Évaluation des procédures de diagnostic ou de dépistage Cours de santé publique
L’utilisation pertinente des tests diagnostiques et de
dépistage requiert la connaissance des notions de base
en matière d’épidémiologie analytique et d’analyse
décisionnelle.
L’objectif est d’accroître la rationalité des
décisions diagnostiques et thérapeutiques et d’évaluer
leur efficacité en fonction de leur coût.
La connaissance
de ces éléments permet de comprendre une notion
fondamentale en médecine : le caractère relatif des
résultats des examens complémentaires.

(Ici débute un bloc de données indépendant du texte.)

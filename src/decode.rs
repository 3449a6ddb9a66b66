//! Pure decoding of miner API replies.
//!
//! Every reply is one JSON object holding a `STATUS` array, an optional payload
//! array under a command specific key (`SUMMARY`, `DEVS`, ...) and an `id`.
//! Nothing here touches the network, so replies can be tested as literals.
use serde::de::DeserializeOwned;
use serde::Deserialize;
use serde_json::{Map, Value};

use crate::error::{ApiError, ApiResult};
use crate::types::StatusRecord;

/// A decoded reply with its payload array.
#[derive(Debug, Clone, PartialEq)]
pub struct ResponseEnvelope<T> {
    pub status: Vec<StatusRecord>,
    pub payload: Vec<T>,
    pub id: i64,
}

#[derive(Deserialize)]
struct RawEnvelope {
    #[serde(rename = "STATUS")]
    status: Vec<StatusRecord>,
    #[serde(default)]
    id: i64,
    #[serde(flatten)]
    rest: Map<String, Value>,
}

impl<T> ResponseEnvelope<T> {
    pub fn first_status(&self) -> ApiResult<&StatusRecord> {
        self.status
            .first()
            .ok_or_else(|| ApiError::Decode("empty STATUS array".into()))
    }

    /// Fail with [`ApiError::Rejected`] unless the first status is "S".
    pub fn ensure_success(&self) -> ApiResult<()> {
        ensure_success(&self.status)
    }

    /// Take the only payload element; zero or several is a protocol error.
    pub fn single(self, key: &str) -> ApiResult<T> {
        let mut payload = self.payload;
        if payload.len() != 1 {
            return Err(ApiError::Cardinality {
                key: key.to_string(),
                count: payload.len(),
            });
        }
        Ok(payload.remove(0))
    }
}

fn ensure_success(status: &[StatusRecord]) -> ApiResult<()> {
    let first = status
        .first()
        .ok_or_else(|| ApiError::Decode("empty STATUS array".into()))?;
    if first.is_success() {
        Ok(())
    } else {
        Err(ApiError::Rejected {
            code: first.code,
            description: first.description.clone(),
        })
    }
}

/// Decode `raw` as an envelope whose payload array sits under `payload_key`.
///
/// A missing payload key decodes as an empty payload: cgminer leaves the key
/// out when it has nothing to list (no devices, no pools) and on failed
/// commands. Callers that expect exactly one object get
/// [`ApiError::Cardinality`] from [`ResponseEnvelope::single`].
pub fn decode<T: DeserializeOwned>(raw: &[u8], payload_key: &str) -> ApiResult<ResponseEnvelope<T>> {
    let mut env: RawEnvelope = serde_json::from_slice(raw)?;
    let payload = match env.rest.remove(payload_key) {
        Some(v) => serde_json::from_value::<Vec<T>>(v)
            .map_err(|e| ApiError::Decode(format!("{payload_key}: {e}")))?,
        None => Vec::new(),
    };
    Ok(ResponseEnvelope {
        status: env.status,
        payload,
        id: env.id,
    })
}

/// Decode a reply that carries only `STATUS` (and `id`), such as `addpool`.
pub fn decode_status(raw: &[u8]) -> ApiResult<ResponseEnvelope<()>> {
    let env: RawEnvelope = serde_json::from_slice(raw)?;
    Ok(ResponseEnvelope {
        status: env.status,
        payload: Vec::new(),
        id: env.id,
    })
}

/// Decode a reply and return its single payload object.
pub fn decode_single<T: DeserializeOwned>(raw: &[u8], payload_key: &str) -> ApiResult<T> {
    decode::<T>(raw, payload_key)?.single(payload_key)
}
//! MSB-drop padding of color quantities inside native output values.
//!
//! The low bit of a padded value tells whether padding is present. When it
//! is set, the highest set bit is a padding marker: dropping it and the
//! indicator bit recovers the quantity.

/// Highest bit position a padding marker may occupy.
const MAX_MARKER_BIT: u32 = 63;

/// Recover the color quantity carried by a native output value.
pub fn unpad(value: u64) -> u64 {
    if value & 1 == 0 {
        return value >> 1;
    }

    let marker = 63 - value.leading_zeros();

    (value & !(1u64 << marker)) >> 1
}

/// Encode `quantity` so that the result is at least `minimum`.
///
/// The quantity is shifted left to free the indicator bit. If that is not
/// enough, the lowest marker bit above all quantity bits that lifts the
/// value to `minimum` is set along with the indicator bit.
///
/// Exact inverse of [`unpad`] for `quantity < 2^62` and `minimum < 2^63`.
pub fn pad(quantity: u64, minimum: u64) -> u64 {
    let shifted = quantity << 1;

    if shifted >= minimum {
        return shifted;
    }

    // The marker must be above every quantity bit to be found by `unpad`.
    let lowest_marker = (64 - shifted.leading_zeros()).max(1);

    for bit in lowest_marker..=MAX_MARKER_BIT {
        let padded = shifted | (1u64 << bit) | 1;

        if padded >= minimum {
            return padded;
        }
    }

    shifted | (1u64 << MAX_MARKER_BIT) | 1
}
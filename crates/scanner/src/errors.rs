use bitcoin::Txid;

use hue_marshal::{MarshalError, ObjectHash};
use hue_track::TrackError;

#[derive(thiserror::Error, Debug, Clone, PartialEq, Eq)]
pub enum ScannerError {
    #[error("Track error: {0}")]
    Track(#[from] TrackError),

    #[error("Malformed scanner state: {0}")]
    Marshal(#[from] MarshalError),

    /// Definition with the same hash is already followed.
    #[error("Definition {0} is already followed")]
    DefinitionCollision(ObjectHash),

    /// Bitcoin and Unknown definitions have no tracks.
    #[error("Reserved definition {0} can't be followed")]
    ReservedDefinition(ObjectHash),

    #[error("Definition {0} is not followed")]
    UnknownDefinition(ObjectHash),

    /// Persisted state has an unsupported version.
    #[error("Unsupported scanner state version {0}")]
    UnsupportedVersion(u64),
}

/// Terminal failure delivered to callers waiting for the colors of a
/// transaction.
#[derive(thiserror::Error, Debug, Clone, PartialEq, Eq)]
pub enum ResolutionError {
    /// Colors were not resolved before the next best block.
    #[error("Could not determine asset type of transaction {0}")]
    UnknownAssetType(Txid),

    /// Scanner was stopped.
    #[error("Scanner stopped before the transaction was resolved")]
    Cancelled,
}
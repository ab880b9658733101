//! Core types of the Hue colored coin protocol: genesis points, color
//! definitions and the color transfer kernel.

mod errors;
pub use errors::DefinitionError;

mod network;
pub use network::{Network, NetworkParseError};

mod genesis;
pub use genesis::GenesisPoint;

pub mod padding;
pub use padding::{pad, unpad};

pub mod kernel;
pub use kernel::{apply_kernel, apply_kernel_to_values, MAX_KERNEL_OUTPUTS};

mod definition;
pub use definition::{
    ColorDefinition, ColorDefinitionBuilder, GenesisTree, DEFINITION_VERSION, NAME_KEY,
    NETWORK_KEY, STEGO_KEY_SIZE,
};

mod document;
pub use document::DefinitionDocument;

mod sorted;
pub use sorted::SortedTransaction;
//! Wire encoding of scalar values and Bitcoin primitives.

use std::collections::BTreeMap;

use bitcoin::consensus::encode;
use bitcoin::hashes::Hash;
use bitcoin::{BlockHash, OutPoint, Script, Transaction, Txid};

use crate::{
    Deserializer, MarshalError, MarshalResult, Memoizable, ObjectHash, Serializable, Serializer,
};

impl Serializable for u64 {
    fn serialize(&self, serializer: &mut Serializer) {
        serializer.write_var_int(*self);
    }

    fn deserialize(deserializer: &mut Deserializer<'_>) -> MarshalResult<Self> {
        deserializer.read_var_int()
    }
}

impl Serializable for u32 {
    fn serialize(&self, serializer: &mut Serializer) {
        serializer.write_var_int(*self as u64);
    }

    fn deserialize(deserializer: &mut Deserializer<'_>) -> MarshalResult<Self> {
        let value = deserializer.read_var_int()?;

        u32::try_from(value).map_err(|_| MarshalError::InvalidEncoding("u32 out of range"))
    }
}

impl Serializable for String {
    fn serialize(&self, serializer: &mut Serializer) {
        serializer.write_bytes(self.as_bytes());
    }

    fn deserialize(deserializer: &mut Deserializer<'_>) -> MarshalResult<Self> {
        let bytes = deserializer.read_bytes()?;

        String::from_utf8(bytes).map_err(|_| MarshalError::InvalidUtf8)
    }
}

impl<T: Serializable> Serializable for Vec<T> {
    fn serialize(&self, serializer: &mut Serializer) {
        serializer.write_var_int(self.len() as u64);

        for item in self {
            item.serialize(serializer);
        }
    }

    fn deserialize(deserializer: &mut Deserializer<'_>) -> MarshalResult<Self> {
        let len = deserializer.read_var_int()?;

        // Every item takes at least one byte.
        if len > deserializer.remaining() as u64 {
            return Err(MarshalError::UnexpectedEnd {
                offset: deserializer.position(),
                needed: (len - deserializer.remaining() as u64) as usize,
            });
        }

        (0..len).map(|_| T::deserialize(deserializer)).collect()
    }
}

/// Maps are written as a count followed by key-value pairs in key order.
/// Reading rejects unsorted or repeated keys, so each map has exactly one
/// encoding.
impl<K: Serializable + Ord, V: Serializable> Serializable for BTreeMap<K, V> {
    fn serialize(&self, serializer: &mut Serializer) {
        serializer.write_var_int(self.len() as u64);

        for (key, value) in self {
            key.serialize(serializer);
            value.serialize(serializer);
        }
    }

    fn deserialize(deserializer: &mut Deserializer<'_>) -> MarshalResult<Self> {
        let len = deserializer.read_var_int()?;
        let mut map = BTreeMap::new();

        for _ in 0..len {
            let key = K::deserialize(deserializer)?;
            let value = V::deserialize(deserializer)?;

            if let Some((last, _)) = map.last_key_value() {
                if &key <= last {
                    return Err(MarshalError::InvalidEncoding("map keys are not sorted"));
                }
            }

            map.insert(key, value);
        }

        Ok(map)
    }
}

impl Serializable for ObjectHash {
    fn serialize(&self, serializer: &mut Serializer) {
        serializer.write_fixed_bytes(&self.to_byte_array());
    }

    fn deserialize(deserializer: &mut Deserializer<'_>) -> MarshalResult<Self> {
        Ok(ObjectHash::from_byte_array(deserializer.read_array()?))
    }
}

impl Serializable for Txid {
    fn serialize(&self, serializer: &mut Serializer) {
        serializer.write_fixed_bytes(&self[..]);
    }

    fn deserialize(deserializer: &mut Deserializer<'_>) -> MarshalResult<Self> {
        Ok(Txid::from_inner(deserializer.read_array()?))
    }
}

impl Serializable for BlockHash {
    fn serialize(&self, serializer: &mut Serializer) {
        serializer.write_fixed_bytes(&self[..]);
    }

    fn deserialize(deserializer: &mut Deserializer<'_>) -> MarshalResult<Self> {
        Ok(BlockHash::from_inner(deserializer.read_array()?))
    }
}

/// `txid` as 32 fixed bytes followed by varint `vout`.
impl Serializable for OutPoint {
    fn serialize(&self, serializer: &mut Serializer) {
        self.txid.serialize(serializer);
        serializer.write_var_int(self.vout as u64);
    }

    fn deserialize(deserializer: &mut Deserializer<'_>) -> MarshalResult<Self> {
        let txid = Txid::deserialize(deserializer)?;
        let vout = u32::deserialize(deserializer)?;

        Ok(OutPoint { txid, vout })
    }
}

impl Serializable for Script {
    fn serialize(&self, serializer: &mut Serializer) {
        serializer.write_bytes(self.as_bytes());
    }

    fn deserialize(deserializer: &mut Deserializer<'_>) -> MarshalResult<Self> {
        Ok(Script::from(deserializer.read_bytes()?))
    }
}

/// Length-prefixed Bitcoin consensus encoding.
impl Serializable for Transaction {
    fn serialize(&self, serializer: &mut Serializer) {
        serializer.write_bytes(&encode::serialize(self));
    }

    fn deserialize(deserializer: &mut Deserializer<'_>) -> MarshalResult<Self> {
        let bytes = deserializer.read_bytes()?;

        encode::deserialize(&bytes).map_err(|err| MarshalError::Consensus(err.to_string()))
    }
}

impl Memoizable for Transaction {
    fn memo_key(&self) -> [u8; 32] {
        self.wtxid().into_inner()
    }
}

Seuls les tests
dont la réponse est binaire sont envisagés dans ce chapitre.
Validité d’un test, sensibilité,
spécificité, valeurs prédictives :
Le terme de test est utilisé ici dans le sens de source
d’information, il peut donc s’agir d’une démarche clinique
(examen clinique d’un malade, y compris l’interrogatoire) ou paraclinique (prescriptions d’examens
complémentaires).
Les caractéristiques d’un test sont de
2 ordres : d’une part celles qui relèvent exclusivement
du test lui-même, ce sont la sensibilité et la spécificité,
et d’autre part celles qui sont relatives à l’utilisation du
test pour une population donnée, ce sont les valeurs
prédictives.
Dans ce second cas, les qualités du test
dépendent à la fois de ses caractéristiques intrinsèques
(sensibilité et spécificité) et des caractéristiques de la
population à qui ce test est appliqué.
L’intérêt des tests diagnostiques, utilisés seuls ou en
association, est de préciser la probabilité qu’un patient
soit ou non porteur d’une maladie, cette fonction est
exprimée par les valeurs prédictives, respectivement
positive (VPP) et négative (VPN).
A - Sensibilité et spécificité
:
Les tests sont donc caractérisés par 2 paramètres, la
sensibilité et la spécificité.
La sensibilité est la probabilité qu’un test soit positif si
la patient est porteur de la maladie ; la spécificité est la
probabilité qu’un test soit négatif si le patient est indemne
de la maladie considérée.
Les vrais positifs sont les résultats positifs chez les
patients qui ont la maladie, les faux positifs sont les
résultats positifs chez les patients qui n’ont pas la maladie.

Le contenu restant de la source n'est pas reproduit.